Die Performancegruppe Lovefuckers hat ein besonderes Händchen für arme Kerle. Für Typen wie Muammar al-Gaddafi zum Beispiel, dem sie mit „King of the Kings“ ein ebenso prophetisches wie herzzerreißendes kleines Theaterstück widmeten, als alle Welt diese seltsam kostümierte brutale Diktatorenfigur noch für ein völlig normales Mitglied der internationalen Politikerfamilie hielt. Nun steht in den Sophiensaelen ein neues Stück auf dem Programm: „Fixen – Die Ballade von der medialen Abhängigkeit“ ist es überschrieben und streift durch die durchgeknallten Botox-Welten von Los Angeles. Dort treffen sie auch auf einen Journalisten, der auf der Borderline zwischen Größenwahn und Komplex die Balance verliert und abstürzt. Für Junkies gibt’s als Zugabe am Freitag um halb elf noch die höchst eigene Lesart des Märchens vom Rotkäppchen. Ein Borderliner ist auch Monsieur Harpagon, der zwischen den Polen der berühmten Räuberfrage „Geld oder Leben?“ abhanden kommt. Vor circa 450 Jahren machte ihn Molière zum Gegenstand einer bösen Komödie. In Zeiten wie diesen, wo wir nicht wissen, ob wir den Gürtel nur enger schnallen oder uns lieber gleich mit ihm aufhängen sollen, hat Harpagon natürlich Konjunktur. Kein Geringerer als Frank Castorf hat ihn nun zum Gegenstand einer ganz eigenen politischen Ökonomie gemacht. Damit das Theater (also wir!) auch auf unsere Kosten kommen, ist die Titelrolle mit Martin Wuttke besetzt. Premiere von „Der Geizige“ ist Freitag.

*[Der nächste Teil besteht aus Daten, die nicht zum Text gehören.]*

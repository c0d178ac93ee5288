//! Exact algebra: rationals, polynomials, Laurent polynomials, truncated
//! power series, and linear algebra over Q.
//!
//! Every structure here is exact. Series carry their precision explicitly:
//! a [`Series`] with `n` stored coefficients means "known modulo `q^n`", and
//! arithmetic between series keeps the smaller precision.
//!
//! # Examples
//!
//! ```
//! use elliptic_genus::algebra::{integer, Laurent, Rational, Series};
//!
//! // (1 - y q)^{-1} = 1 + y q + y^2 q^2 + O(q^3)
//! let y = Laurent::<Rational>::y();
//! let f = Series::one(3) - Series::monomial(1, y, 3);
//! let g = f.inverse().expect("unit constant term");
//! assert_eq!(g.coefficient(2), Some(&Laurent::monomial(2, integer(1))));
//! ```

use std::fmt;
use std::ops::{Neg, Sub};

use num_traits::{One, Zero};

mod laurent;
pub mod linalg;
mod polynomial;
mod rational;
mod series;
pub mod symmetric;

pub use laurent::Laurent;
pub use polynomial::{Monomial, Polynomial};
pub use rational::{
    bernoulli_numbers, binomial, divisor_sigma, factorial, fraction, integer, power, primes,
    to_i64, to_usize, Rational,
};
pub use series::Series;

/// A commutative ring the polynomial and series types can take coefficients in.
///
/// Every such ring is a Q-algebra, so it can be scaled by rationals.
pub trait Coefficient:
    Clone + fmt::Debug + PartialEq + Zero + One + Neg<Output = Self> + Sub<Output = Self>
{
    /// Multiplies by a rational scalar.
    #[must_use]
    fn scale(&self, factor: &Rational) -> Self;

    /// The multiplicative inverse, if this element is a unit.
    fn try_inverse(&self) -> Option<Self>;
}

impl Coefficient for Rational {
    #[inline]
    fn scale(&self, factor: &Rational) -> Self {
        self * factor
    }

    fn try_inverse(&self) -> Option<Self> {
        if self.is_zero() {
            None
        } else {
            Some(self.recip())
        }
    }
}

/// Wraps a coefficient's text in parentheses when it is a sum.
pub(crate) fn parenthesize(text: &str) -> String {
    if text.contains(' ') {
        format!("({text})")
    } else {
        text.to_string()
    }
}

/// Joins signed term strings, folding `+ -x` into `- x`.
pub(crate) fn join_terms(terms: &[String]) -> String {
    if terms.is_empty() {
        return "0".to_string();
    }
    let mut out = String::new();
    for (i, term) in terms.iter().enumerate() {
        if i == 0 {
            out.push_str(term);
        } else if let Some(rest) = term.strip_prefix('-') {
            out.push_str(" - ");
            out.push_str(rest);
        } else {
            out.push_str(" + ");
            out.push_str(term);
        }
    }
    out
}

/// Formats `coeff * name`, dropping unit coefficients.
pub(crate) fn format_term(coeff: &str, name: &str) -> String {
    if name.is_empty() {
        return coeff.to_string();
    }
    match coeff {
        "1" => name.to_string(),
        "-1" => format!("-{name}"),
        _ => format!("{}*{name}", parenthesize(coeff)),
    }
}
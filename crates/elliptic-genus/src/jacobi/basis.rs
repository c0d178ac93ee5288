//! Bases of weak Jacobi forms of weight 0.

use super::eisenstein::eisenstein;
use super::generators::{phi_0_1, phi_0_3_2, phi_minus2_1};
use super::WeakJacobiForm;
use crate::error::Result;

/// Pairs `(a, b)` with `2a + 3b = n`, largest `a` first.
fn weight_splittings(n: usize) -> impl Iterator<Item = (u32, u32)> {
    (0..=n / 2)
        .rev()
        .filter(move |a| (n - 2 * a) % 3 == 0)
        .map(move |a| (a as u32, ((n - 2 * a) / 3) as u32))
}

/// Basis of weak Jacobi forms of weight 0 and index `index`:
/// `φ_{0,1}^m` together with `φ_{0,1}^{m-i} φ_{-2,1}^i E_4^a E_6^b` for
/// `2 ≤ i ≤ m` and `2a + 3b = i`.
///
/// # Errors
///
/// Propagates failures building the Eisenstein series, which do not occur
/// for the weights used here.
pub fn basis_integral(index: usize, precision: usize) -> Result<Vec<WeakJacobiForm>> {
    let a = phi_minus2_1(precision);
    let b = phi_0_1(precision);
    let e4 = eisenstein(4, precision)?;
    let e6 = eisenstein(6, precision)?;

    let mut basis = vec![b.pow(index as u32)];
    for i in 2..=index {
        let jacobi = b.pow((index - i) as u32).product(&a.pow(i as u32));
        for (p, r) in weight_splittings(i) {
            let modular = e4.pow(p) * e6.pow(r);
            basis.push(jacobi.mul_modular(&modular, 4 * p as i32 + 6 * r as i32));
        }
    }
    Ok(basis)
}

/// Basis of weak Jacobi forms of weight 0 and index `double_index / 2`.
///
/// Even `D` gives [`basis_integral`] of index `D/2`; odd `D` gives
/// `φ_{0,3/2}` times the integral basis of index `(D-3)/2`, which is empty
/// for `D = 1`.
///
/// # Errors
///
/// Same as [`basis_integral`].
pub fn basis_half_integral(double_index: usize, precision: usize) -> Result<Vec<WeakJacobiForm>> {
    if double_index % 2 == 0 {
        return basis_integral(double_index / 2, precision);
    }
    if double_index < 3 {
        return Ok(Vec::new());
    }
    let c = phi_0_3_2(precision);
    Ok(basis_integral((double_index - 3) / 2, precision)?
        .iter()
        .map(|form| c.product(form))
        .collect())
}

Im Deutschen Theater werden heute Abend die Autorentheatertage eröffnet, die herausragende Uraufführungen zeitgenössischer Dramatik nach Berlin geladen haben, zum Beispiel am Samstag und Sonntag Dusan David Parizeks Zürcher Inszenierung „Faust 1–3“ mit Elfriede Jelineks Faust-Fortschreibung „FaustIn and out“.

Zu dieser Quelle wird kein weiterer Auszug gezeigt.